Additive Groves code: TreeExtra package
TreeExtra is a set of tools implementing the following algorithms:
- Additive Groves - a supervised learning algorithm
- Bagged trees with "multiple counts" feature evaluation
- Interaction detection with Additive Groves
- Feature selection by backward elimination with Additive Groves
- Effect and interaction visualization
Additive Groves is an ensemble of regression trees developed by Daria Sorokina,
Rich Caruana and Mirek Riedewald.
Feature evaluation technique referred as "multiple counts" is developed by Art Munson
and all of the above.
All code is written by Daria Sorokina unless stated otherwise.

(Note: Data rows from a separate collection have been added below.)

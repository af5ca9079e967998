use crate::sender::{OutgoingMessage, RowSender};
use crate::phone::DEFAULT_COUNTRY_CODE;
use broadcaster_channels::{ChatClient, MailClient};
use broadcaster_core::{
    BroadcastError, BroadcastResult, BroadcasterConfig, LogWindow, RecipientRow, RunEvent,
    RunState, RunStats,
};
use rand::Rng;
use std::time::Duration;
use tokio::sync::mpsc;
use tracing::{info, warn};

/// Builds fresh, unconnected channel clients for each run.
pub trait ClientFactory: Send + Sync {
    /// A new chat client.
    fn chat_client(&self) -> Box<dyn ChatClient>;
    /// A new mail client.
    fn mail_client(&self) -> Box<dyn MailClient>;
}

/// Randomized pause between rows, uniform over `[1.5 s, 3.0 s]`.
///
/// Always applied between two rows, whatever the previous row's outcome.
#[derive(Debug, Clone, Copy, PartialEq)]
pub struct Pacing {
    min: Duration,
    max: Duration,
}

impl Pacing {
    /// Shortest pause.
    pub const MIN_DELAY: Duration = Duration::from_millis(1500);
    /// Longest pause.
    pub const MAX_DELAY: Duration = Duration::from_millis(3000);

    /// Inclusive bounds of the pause.
    pub fn bounds(&self) -> (Duration, Duration) {
        (self.min, self.max)
    }

    /// Draws the next pause.
    pub fn next_delay(&self) -> Duration {
        let secs = rand::thread_rng().gen_range(self.min.as_secs_f64()..=self.max.as_secs_f64());
        Duration::from_secs_f64(secs)
    }
}

impl Default for Pacing {
    fn default() -> Self {
        Self {
            min: Self::MIN_DELAY,
            max: Self::MAX_DELAY,
        }
    }
}

/// Result of a completed run.
#[derive(Debug, Clone, PartialEq)]
pub struct RunSummary {
    /// Final counters.
    pub stats: RunStats,
    /// Rows processed.
    pub rows: usize,
    /// Last lines of the scrollback.
    pub log: LogWindow,
}

/// Runs one broadcast: connect, send every row, release.
///
/// ```text
/// Connecting ──ok──▶ Sending ──last row──▶ Completed
///     │
///     └──auth/connection failure──▶ Aborted
/// ```
pub struct Broadcaster {
    chat: Box<dyn ChatClient>,
    mail: Box<dyn MailClient>,
    sender: RowSender,
    subject: String,
    pacing: Pacing,
    events: Option<mpsc::UnboundedSender<RunEvent>>,
    state: Option<RunState>,
}

impl Broadcaster {
    /// Creates a broadcaster over two unconnected clients.
    pub fn new(chat: Box<dyn ChatClient>, mail: Box<dyn MailClient>) -> Self {
        Self {
            chat,
            mail,
            sender: RowSender::new(DEFAULT_COUNTRY_CODE),
            subject: "Update".to_string(),
            pacing: Pacing::default(),
            events: None,
            state: None,
        }
    }

    /// Creates a broadcaster with clients from `factory` and settings from `config`.
    pub fn from_config(config: &BroadcasterConfig, factory: &dyn ClientFactory) -> Self {
        Self::new(factory.chat_client(), factory.mail_client())
            .with_subject(config.email_subject.clone())
            .with_country_code(config.country_code.clone())
    }

    /// Email subject line.
    pub fn with_subject(mut self, subject: impl Into<String>) -> Self {
        self.subject = subject.into();
        self
    }

    /// Country code prepended to normalized phones.
    pub fn with_country_code(mut self, country_code: impl Into<String>) -> Self {
        self.sender = RowSender::new(country_code);
        self
    }

    /// Receives every [`RunEvent`] of the run.
    pub fn with_events(mut self, events: mpsc::UnboundedSender<RunEvent>) -> Self {
        self.events = Some(events);
        self
    }

    /// Current state; `None` before [`Broadcaster::run`] starts.
    pub fn state(&self) -> Option<RunState> {
        self.state
    }

    /// Sends `body` to every row in order.
    ///
    /// An empty body is rejected before connecting. Connection and
    /// authorization failures abort the run with no statistics; per-row
    /// failures never do.
    pub async fn run(mut self, rows: &[RecipientRow], body: &str) -> BroadcastResult<RunSummary> {
        if body.trim().is_empty() {
            return Err(BroadcastError::Validation("Message is empty".to_string()));
        }

        self.transition(RunState::Connecting);
        if let Err(e) = self.connect().await {
            warn!(error = %e, "Broadcast aborted");
            self.transition(RunState::Aborted);
            self.emit(RunEvent::Aborted {
                reason: e.to_string(),
            });
            return Err(e);
        }

        self.transition(RunState::Sending);
        let message = OutgoingMessage::new(body, self.subject.clone());
        let total = rows.len();
        let mut stats = RunStats::default();
        let mut log = LogWindow::default();

        for (idx, row) in rows.iter().enumerate() {
            let report = self
                .sender
                .send_row(self.chat.as_ref(), self.mail.as_ref(), row, &message)
                .await;
            stats.record(&report);

            let line = report.log_line();
            info!(
                row = report.number,
                chat = %report.chat.detail,
                mail = %report.mail.detail,
                "Row processed"
            );
            log.push(line.clone());

            let completed = idx + 1;
            self.emit(RunEvent::RowCompleted {
                report,
                completed,
                total,
                stats,
                line,
            });

            if completed < total {
                tokio::time::sleep(self.pacing.next_delay()).await;
            }
        }

        self.release().await;
        self.transition(RunState::Completed);
        info!(
            tg_ok = stats.tg_ok,
            tg_fail = stats.tg_fail,
            em_ok = stats.em_ok,
            em_fail = stats.em_fail,
            "Broadcast complete"
        );
        self.emit(RunEvent::Completed { stats, rows: total });

        Ok(RunSummary {
            stats,
            rows: total,
            log,
        })
    }

    async fn connect(&mut self) -> BroadcastResult<()> {
        self.chat.connect().await?;

        let authorized = match self.chat.is_authorized().await {
            Ok(authorized) => authorized,
            Err(e) => {
                self.release_chat().await;
                return Err(e);
            }
        };
        if !authorized {
            self.release_chat().await;
            return Err(BroadcastError::Unauthorized(
                "Session string invalid or expired; generate a new one".to_string(),
            ));
        }

        if let Err(e) = self.mail.connect().await {
            self.release_chat().await;
            return Err(e);
        }
        Ok(())
    }

    async fn release_chat(&mut self) {
        if let Err(e) = self.chat.disconnect().await {
            warn!(channel = self.chat.name(), error = %e, "Disconnect failed");
        }
    }

    async fn release(&mut self) {
        self.release_chat().await;
        if let Err(e) = self.mail.quit().await {
            warn!(channel = self.mail.name(), error = %e, "Quit failed");
        }
    }

    fn transition(&mut self, state: RunState) {
        info!(?state, "Broadcast state");
        self.state = Some(state);
        self.emit(RunEvent::StateChanged { state });
    }

    fn emit(&self, event: RunEvent) {
        if let Some(events) = &self.events {
            // A dropped receiver only means nobody is watching.
            let _ = events.send(event);
        }
    }
}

The code is available on GitHub
under BSD license and is free to use for any purpose. (It also makes use of external libraries available under LGPLv2.1 license.)
Contact: Daria Sorokina
( fi...@gmail.com )
Please e-mail me any comments, suggestions, bug reports or feature requests. I am
interested in how my algorithm is doing: if you have successfully (or unsuccessfully)
applied Additive Groves to your data, I'd be happy to hear about your experience
- 10 Feb '17. TreeExtra 2.5 is released on GitHub. See release notes for details.

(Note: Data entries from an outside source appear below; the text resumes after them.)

fn init_tracing() {
    let filter =
        EnvFilter::try_from_default_env().unwrap_or_else(|_| EnvFilter::new("sentivision=info"));
    tracing_subscriber::fmt()
        .with_env_filter(filter)
        .with_writer(std::io::stderr)
        .with_target(false)
        .init();
}

fn run(command: Commands) -> Result<()> {
    if let Commands::Privacy = command {
        cmd_privacy();
        return Ok(());
    }

    let config = Config::load().context("could not load configuration")?;

    match command {
        Commands::Record {
            duration,
            interval_ms,
            export,
        } => {
            let export_dir = export.map(|dir| dir.unwrap_or_else(|| config.export_path.clone()));
            cmd_record(&config, duration, interval_ms, export_dir)
        }
        Commands::Sessions => cmd_sessions(&config),
        Commands::Show { id } => cmd_show(&config, &id),
        Commands::Delete { id } => cmd_delete(&config, &id),
        Commands::Export { id, output } => cmd_export(&config, &id, output),
        Commands::Timeline { id, channel } => cmd_timeline(&config, &id, channel),
        Commands::Truth { headline, facial } => cmd_truth(&config, headline, facial),
        Commands::Sentiment { headlines } => cmd_sentiment(&config, &headlines),
        Commands::Pattern { symbol } => cmd_pattern(&config, symbol),
        Commands::Recommend {
            pattern,
            confidence,
            sentiment,
        } => cmd_recommend(&config, pattern, confidence, sentiment),
        Commands::Status => cmd_status(&config),
        Commands::Privacy => Ok(()),
        Commands::Config { action } => match action.unwrap_or(ConfigAction::Show) {
            ConfigAction::Show => cmd_config(&config),
            ConfigAction::Set { key, value } => cmd_config_set(config, &key, &value),
        },
    }
}

fn cmd_record(
    config: &Config,
    duration: Option<u64>,
    interval_ms: Option<u64>,
    export_dir: Option<PathBuf>,
) -> Result<()> {
    let ctx = config.tier_context();
    ctx.require(Capability::RecordSession)?;
    if export_dir.is_some() {
        ctx.require(Capability::CsvExport)?;
    }
    config
        .ensure_directories()
        .context("could not create data directories")?;

    let interval = interval_ms
        .map(Duration::from_millis)
        .unwrap_or(config.sample_interval);
    ensure!(!interval.is_zero(), "sample interval must be positive");

    let tz = config.timezone()?;
    let transparency_log = TransparencyLog::with_persistence(config.transparency_path());
    let mut store = SessionStore::open(config.sessions_path())
        .context("could not open the session store")?;

    println!("Sentivision v{VERSION}");
    println!();
    println!("Starting emotion capture...");
    println!("  Device: {:?}", config.capture.device);
    println!("  Sample interval: {}ms", interval.as_millis());
    match duration {
        Some(secs) => println!("  Duration: {secs}s"),
        None => println!("  Duration: until stopped"),
    }
    println!();
    println!("Press Ctrl+C to stop");
    println!();

    let sampler = EmotionSampler::new(SyntheticEmotionDetector::new(), interval);
    let mut handle = sampler
        .spawn(open_capture_source(config.capture.device))
        .context("could not start the camera")?;

    let mut recorder = SessionRecorder::new();
    let started_at = Utc::now().timestamp_millis();
    recorder.start(started_at, handle.is_capture_active())?;

    let running = Arc::new(AtomicBool::new(true));
    ctrlc_handler(running.clone());

    let deadline = duration.map(|secs| Instant::now() + Duration::from_secs(secs));
    let receiver = handle.receiver().clone();

    while running.load(Ordering::SeqCst) {
        if deadline.is_some_and(|d| Instant::now() >= d) {
            break;
        }

        match receiver.recv_timeout(Duration::from_millis(100)) {
            Ok(sample) => {
                let elapsed = (sample.timestamp - started_at) as f64 / 1000.0;
                let dominant = sample.emotions.dominant();
                let line = format!(
                    "[{}] {:<9} {:>5.1}%  confidence {:>5.1}%",
                    format_clock(elapsed),
                    dominant.title(),
                    sample.emotions.get(dominant) * 100.0,
                    sample.confidence * 100.0
                );
                if recorder.push(sample) {
                    transparency_log.record(CollectionEvent::SampleCaptured);
                    println!("{line}");
                }
            }
            Err(RecvTimeoutError::Timeout) => {}
            Err(RecvTimeoutError::Disconnected) => {
                tracing::error!("sampler disconnected unexpectedly");
                break;
            }
        }
    }

    println!();
    println!("Stopping capture...");
    handle.stop();

    // Samples queued before the ticker stopped still belong to this recording.
    while let Ok(sample) = receiver.try_recv() {
        if recorder.push(sample) {
            transparency_log.record(CollectionEvent::SampleCaptured);
        }
    }

    if let Some(dir) = &export_dir {
        match export_live_buffer(recorder.buffer(), dir, Utc::now()) {
            Ok(path) => {
                transparency_log.record(CollectionEvent::CsvExported);
                println!("Exported {} samples to {}", recorder.buffer().len(), path.display());
            }
            Err(e @ ExportError::NoData) => println!("Export skipped: {e}"),
            Err(e) => tracing::error!("could not export recording: {e}"),
        }
    }

    match recorder.stop(Utc::now().timestamp_millis()) {
        Some(new_session) => {
            let session = store.save(new_session).context("could not save session")?;
            transparency_log.record(CollectionEvent::SessionSaved);
            println!("Saved session {}", session.id);
            println!();
            print_session(&session, tz);
        }
        None => {
            transparency_log.record(CollectionEvent::SessionDiscarded);
            println!("No emotion data captured, nothing saved.");
        }
    }

    if let Err(e) = transparency_log.save() {
        tracing::warn!("could not save transparency log: {e}");
    }

    println!();
    println!("{}", transparency_log.summary());
    Ok(())
}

- 25 Mar '16. TreeExtra 2.4 is released on GitHub
- Feature evaluation algorithm in bagged trees is changed. Now a score in each node is normalized by the entropy of the split feature in that node. This way the scores of binary features become comparable with the scores of continuous features with multiple values.
- Effect and interaction plots now consider all data, including data points with missing values. For the features with substantial number of missing values, the effect of missing value is also plotted.

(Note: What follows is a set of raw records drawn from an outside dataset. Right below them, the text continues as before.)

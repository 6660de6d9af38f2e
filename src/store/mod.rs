//! Local persistence for recorded sessions and their CSV exports.

pub mod csv;
pub mod sessions;

pub use csv::{
    export_live_buffer, live_export_filename, parse_csv, samples_to_csv, session_export_filename,
    write_export, CsvRow, ExportError, CSV_HEADER, CSV_MIME,
};
pub use sessions::{SessionStore, StoreError, SESSIONS_FILE};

- 13 Aug '13. TreeExtra 2.3 is released
- Tree-building algorithm is modified towards building more balanced trees. Up to 10% improvement in predictive performance on some data sets. Note that the
best values of parameters might differ from those produced by previous versions.
- Linux version is now making use of multithreading and trains different branches of a tree in parallel. The running time for training decreased 1.5 times
- A major issue is fixed in the Windows version. It is possible now to train good models on data sets larger than 32,000 data points. (Linux version did not
have this problem.)
- One of bt_train output files is renamed from features.txt to feature_scores.txt to decrease a chance of conflict with the input
data file name.
- 21 Apr '12. TreeExtra 2.2 is released
- Tree training is now faster without any impact on performance
- Treatment of missing values is improved: both probabilistic and "missing value is a separate value" approaches are evaluated in every split.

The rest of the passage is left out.